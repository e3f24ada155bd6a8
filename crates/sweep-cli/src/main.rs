use anyhow::{anyhow, Context, Result};
use clap::{Args, Parser, Subcommand};
use serde_json::{json, Value};
use std::path::{Path, PathBuf};
use sweep_runner::{
    orchestrator, spec, status, DevicePolicy, Orchestrator, SweepOverrides, SweepReport,
    SweepSpec,
};
use tracing::debug;
use tracing_subscriber::EnvFilter;

#[derive(Parser)]
#[command(name = "sweep", version, about = "Launch seed/hyperparameter sweeps of training runs")]
struct Cli {
    /// More log output (-v debug, -vv trace).
    #[arg(short, long, action = clap::ArgAction::Count, global = true)]
    verbose: u8,
    /// Only log errors.
    #[arg(short, long, global = true)]
    quiet: bool,
    #[command(subcommand)]
    command: Commands,
}

#[derive(Args, Clone, Debug, Default)]
struct SweepArgs {
    /// Declarative sweep file (YAML). Flags below override its values.
    #[arg(value_name = "SWEEP_FILE")]
    sweep_file: Option<PathBuf>,
    /// Same as the positional SWEEP_FILE.
    #[arg(long = "sweep-file", value_name = "PATH", conflicts_with = "sweep_file")]
    sweep_file_flag: Option<PathBuf>,
    #[arg(long)]
    experiment_label: Option<String>,
    #[arg(long)]
    env_name: Option<String>,
    /// Comma-separated seeds, ranges allowed: `0,1,2` or `0-4`.
    #[arg(long)]
    seeds: Option<String>,
    /// Hyperparameter axis, repeatable: `name=v1,v2`.
    #[arg(long = "axis")]
    axes: Vec<String>,
    /// Sweep-level binding, repeatable: `key=value`.
    #[arg(long = "set")]
    set_values: Vec<String>,
    /// none | fixed:0,1 | round-robin:0,1 | offset-seed:<base> | offset-index:<base>
    #[arg(long)]
    device_policy: Option<String>,
    /// Devices 0..N are valid.
    #[arg(long)]
    device_count: Option<u32>,
    #[arg(long)]
    stagger_seconds: Option<f64>,
    /// Delete an existing run directory before re-creating it.
    #[arg(long)]
    overwrite_existing: bool,
    /// Stop launching after the first failed run.
    #[arg(long)]
    strict: bool,
    #[arg(long)]
    output_root: Option<PathBuf>,
}

impl SweepArgs {
    fn sweep_file(&self) -> Option<&Path> {
        self.sweep_file
            .as_deref()
            .or(self.sweep_file_flag.as_deref())
    }
}

#[derive(Subcommand)]
enum Commands {
    /// Provision and launch every run of the sweep.
    Launch {
        #[command(flatten)]
        sweep: SweepArgs,
        /// Print the plan instead of launching.
        #[arg(long)]
        dry_run: bool,
        #[arg(long)]
        json: bool,
    },
    /// Show the expanded runs and their commands.
    Plan {
        #[command(flatten)]
        sweep: SweepArgs,
        #[arg(long)]
        json: bool,
    },
    /// Report which launched runs are still alive.
    Status {
        /// Launch record to read. Defaults to the one under the output root.
        #[arg(long)]
        record: Option<PathBuf>,
        #[arg(long)]
        output_root: Option<PathBuf>,
        #[arg(long)]
        experiment_label: Option<String>,
        #[arg(long)]
        env_name: Option<String>,
        #[arg(long)]
        json: bool,
    },
    /// Write a commented sweep file template.
    Init {
        #[arg(long, default_value = "sweep.yaml")]
        path: PathBuf,
        #[arg(long)]
        force: bool,
    },
}

fn main() -> Result<()> {
    let cli = Cli::parse();
    init_tracing(cli.verbose, cli.quiet);
    let json_mode = command_json_mode(&cli.command);
    match run_command(cli.command) {
        Ok((payload, ok)) => {
            if let Some(payload) = payload {
                emit_json(&payload);
            }
            if !ok {
                std::process::exit(1);
            }
            Ok(())
        }
        Err(err) => {
            if json_mode {
                let code = err
                    .downcast_ref::<sweep_runner::SweepError>()
                    .map(|e| e.code())
                    .unwrap_or("command_failed");
                emit_json(&json_error(code, format!("{:#}", err), json!({})));
                std::process::exit(1);
            }
            Err(err)
        }
    }
}

fn init_tracing(verbose: u8, quiet: bool) {
    let default_level = match verbose {
        0 if quiet => "error",
        0 => "info",
        1 => "debug",
        _ => "trace",
    };
    let filter = if verbose == 0 && !quiet {
        EnvFilter::try_from_default_env().unwrap_or_else(|_| EnvFilter::new(default_level))
    } else {
        EnvFilter::new(default_level)
    };
    let _ = tracing_subscriber::fmt()
        .with_env_filter(filter)
        .with_writer(std::io::stderr)
        .with_target(false)
        .try_init();
}

/// Returns the JSON payload (in `--json` mode) and whether the command
/// fully succeeded.
fn run_command(command: Commands) -> Result<(Option<Value>, bool)> {
    match command {
        Commands::Launch {
            sweep,
            dry_run,
            json,
        } => {
            let spec = resolve(&sweep)?;
            let orchestrator = Orchestrator::new(spec)?;
            if dry_run {
                return plan_output(&orchestrator, json, "launch");
            }
            let report = orchestrator.run()?;
            let ok = report.all_succeeded();
            if json {
                return Ok((Some(report_to_json(&report, ok)), ok));
            }
            print_report(&report);
            Ok((None, ok))
        }
        Commands::Plan { sweep, json } => {
            let spec = resolve(&sweep)?;
            let orchestrator = Orchestrator::new(spec)?;
            plan_output(&orchestrator, json, "plan")
        }
        Commands::Status {
            record,
            output_root,
            experiment_label,
            env_name,
            json,
        } => {
            let path = match record {
                Some(path) => path,
                None => {
                    let label = experiment_label
                        .ok_or_else(|| anyhow!("status needs --record or --experiment-label"))?;
                    let env = env_name
                        .ok_or_else(|| anyhow!("status needs --record or --env-name"))?;
                    let root = spec::expand_home(&output_root.unwrap_or_else(|| PathBuf::from("runs")));
                    orchestrator::record_path(&root, &label, &env)
                }
            };
            let record = status::load_record(&path)
                .with_context(|| format!("reading launch record {}", path.display()))?;
            let statuses = status::check_runs(&record);
            if json {
                return Ok((
                    Some(json!({
                        "ok": true,
                        "command": "status",
                        "record": path.display().to_string(),
                        "experiment": record.experiment_label,
                        "environment": record.environment_name,
                        "sweep_digest": record.sweep_digest,
                        "runs": statuses,
                    })),
                    true,
                ));
            }
            println!("record: {}", path.display());
            println!("experiment: {}", record.experiment_label);
            println!("environment: {}", record.environment_name);
            println!("created_at: {}", record.created_at.to_rfc3339());
            for s in &statuses {
                println!(
                    "{:<16} {:<12} pid={:<8} log_bytes={:<10} {}",
                    s.state_at_launch.as_str(),
                    s.liveness.as_str(),
                    s.pid.map(|p| p.to_string()).unwrap_or_else(|| "-".to_string()),
                    s.log_bytes.map(|b| b.to_string()).unwrap_or_else(|| "-".to_string()),
                    s.label
                );
            }
            Ok((None, true))
        }
        Commands::Init { path, force } => {
            if !force && path.exists() {
                return Err(anyhow!(
                    "sweep file already exists (use --force): {}",
                    path.display()
                ));
            }
            if let Some(parent) = path.parent().filter(|p| !p.as_os_str().is_empty()) {
                std::fs::create_dir_all(parent)?;
            }
            std::fs::write(&path, sweep_runner::SWEEP_TEMPLATE)?;
            println!("wrote: {}", path.display());
            println!(
                "next: fill in the REQUIRED fields, then: sweep plan {}",
                path.display()
            );
            Ok((None, true))
        }
    }
}

fn resolve(args: &SweepArgs) -> Result<SweepSpec> {
    let overrides = build_overrides(args)?;
    let spec = sweep_runner::resolve_sweep(args.sweep_file(), &overrides)?;
    debug!(
        experiment = %spec.experiment_label,
        environment = %spec.environment_name,
        device_policy = %spec.device_policy.as_string(),
        "resolved sweep"
    );
    Ok(spec)
}

fn build_overrides(args: &SweepArgs) -> Result<SweepOverrides> {
    let seeds = args
        .seeds
        .as_deref()
        .map(spec::parse_seeds_arg)
        .transpose()?;
    let axes = args
        .axes
        .iter()
        .map(|raw| spec::parse_axis_arg(raw))
        .collect::<sweep_runner::Result<Vec<_>>>()?;
    let set_bindings = args
        .set_values
        .iter()
        .map(|raw| spec::parse_set_arg(raw))
        .collect::<sweep_runner::Result<Vec<_>>>()?;
    let device_policy = args
        .device_policy
        .as_deref()
        .map(str::parse::<DevicePolicy>)
        .transpose()?;
    Ok(SweepOverrides {
        experiment_label: args.experiment_label.clone(),
        environment_name: args.env_name.clone(),
        seeds,
        axes,
        set_bindings,
        base_output_root: args.output_root.clone(),
        device_policy,
        device_count: args.device_count,
        stagger_seconds: args.stagger_seconds,
        overwrite_existing: args.overwrite_existing,
        strict: args.strict,
    })
}

fn plan_output(orchestrator: &Orchestrator, json: bool, command: &str) -> Result<(Option<Value>, bool)> {
    let plan = orchestrator.plan()?;
    let spec = orchestrator.spec();
    if json {
        let runs: Vec<Value> = plan
            .iter()
            .map(|p| {
                json!({
                    "run_index": p.config.run_index,
                    "label": p.config.label,
                    "seed": p.config.seed,
                    "device": p.config.device.as_ref().map(|d| d.env_value()),
                    "output_dir": p.config.output_dir.display().to_string(),
                    "log_path": p.config.log_path().display().to_string(),
                    "command": p.invocation.command_line(),
                })
            })
            .collect();
        return Ok((
            Some(json!({
                "ok": true,
                "command": command,
                "dry_run": true,
                "experiment": spec.experiment_label,
                "environment": spec.environment_name,
                "total_runs": plan.len(),
                "overwrite_existing": spec.launcher.overwrite_existing,
                "runs": runs,
            })),
            true,
        ));
    }
    println!("experiment: {}", spec.experiment_label);
    println!("environment: {}", spec.environment_name);
    println!("total_runs: {}", plan.len());
    println!("device_policy: {}", spec.device_policy.as_string());
    println!("stagger_seconds: {}", spec.launcher.stagger_seconds);
    if spec.launcher.overwrite_existing {
        println!("overwrite_existing: true (existing run directories will be deleted)");
    }
    for p in &plan {
        println!(
            "[{}] {} device={}",
            p.config.run_index,
            p.config.label,
            p.config
                .device
                .as_ref()
                .map(|d| d.env_value())
                .unwrap_or_else(|| "-".to_string())
        );
        println!("    {}", p.invocation.command_line());
    }
    Ok((None, true))
}

fn report_to_json(report: &SweepReport, ok: bool) -> Value {
    json!({
        "ok": ok,
        "command": "launch",
        "experiment": report.experiment_label,
        "environment": report.environment_name,
        "sweep_digest": report.sweep_digest,
        "cancelled": report.cancelled,
        "aborted": report.aborted,
        "record": report.record_path.as_ref().map(|p| p.display().to_string()),
        "runs": report.to_record().runs,
    })
}

fn print_report(report: &SweepReport) {
    println!("experiment: {}", report.experiment_label);
    println!("environment: {}", report.environment_name);
    println!("sweep_digest: {}", report.sweep_digest);
    for outcome in &report.outcomes {
        println!(
            "{:<16} pid={:<8} log={}  {}",
            outcome.state.as_str(),
            outcome
                .handle
                .as_ref()
                .map(|h| h.process_id.to_string())
                .unwrap_or_else(|| "-".to_string()),
            outcome.config.log_path().display(),
            outcome.config.label
        );
        if let Some(err) = &outcome.error {
            println!("    error: {}", err);
        }
    }
    if report.aborted {
        println!("aborted: strict mode stopped the sweep after a failure");
    }
    if report.cancelled {
        println!("cancelled: remaining runs were not launched");
    }
    if let Some(path) = &report.record_path {
        println!("record: {}", display_relative(path));
    }
}

fn display_relative(path: &Path) -> String {
    std::env::current_dir()
        .ok()
        .and_then(|cwd| path.strip_prefix(&cwd).ok().map(|p| p.display().to_string()))
        .unwrap_or_else(|| path.display().to_string())
}

fn emit_json(value: &Value) {
    match serde_json::to_string(value) {
        Ok(s) => println!("{}", s),
        Err(_) => println!(
            "{{\"ok\":false,\"error\":{{\"code\":\"serialization_error\",\"message\":\"failed to serialize JSON payload\",\"details\":{{}}}}}}"
        ),
    }
}

fn json_error(code: &str, message: String, details: Value) -> Value {
    json!({
        "ok": false,
        "error": {
            "code": code,
            "message": message,
            "details": details
        }
    })
}

fn command_json_mode(command: &Commands) -> bool {
    match command {
        Commands::Launch { json, .. } | Commands::Plan { json, .. } | Commands::Status { json, .. } => *json,
        Commands::Init { .. } => false,
    }
}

----------------

Once a line of the records is found to contain "Parser", copy it out.

use clap::{Args, Parser, Subcommand};
#[derive(Parser)]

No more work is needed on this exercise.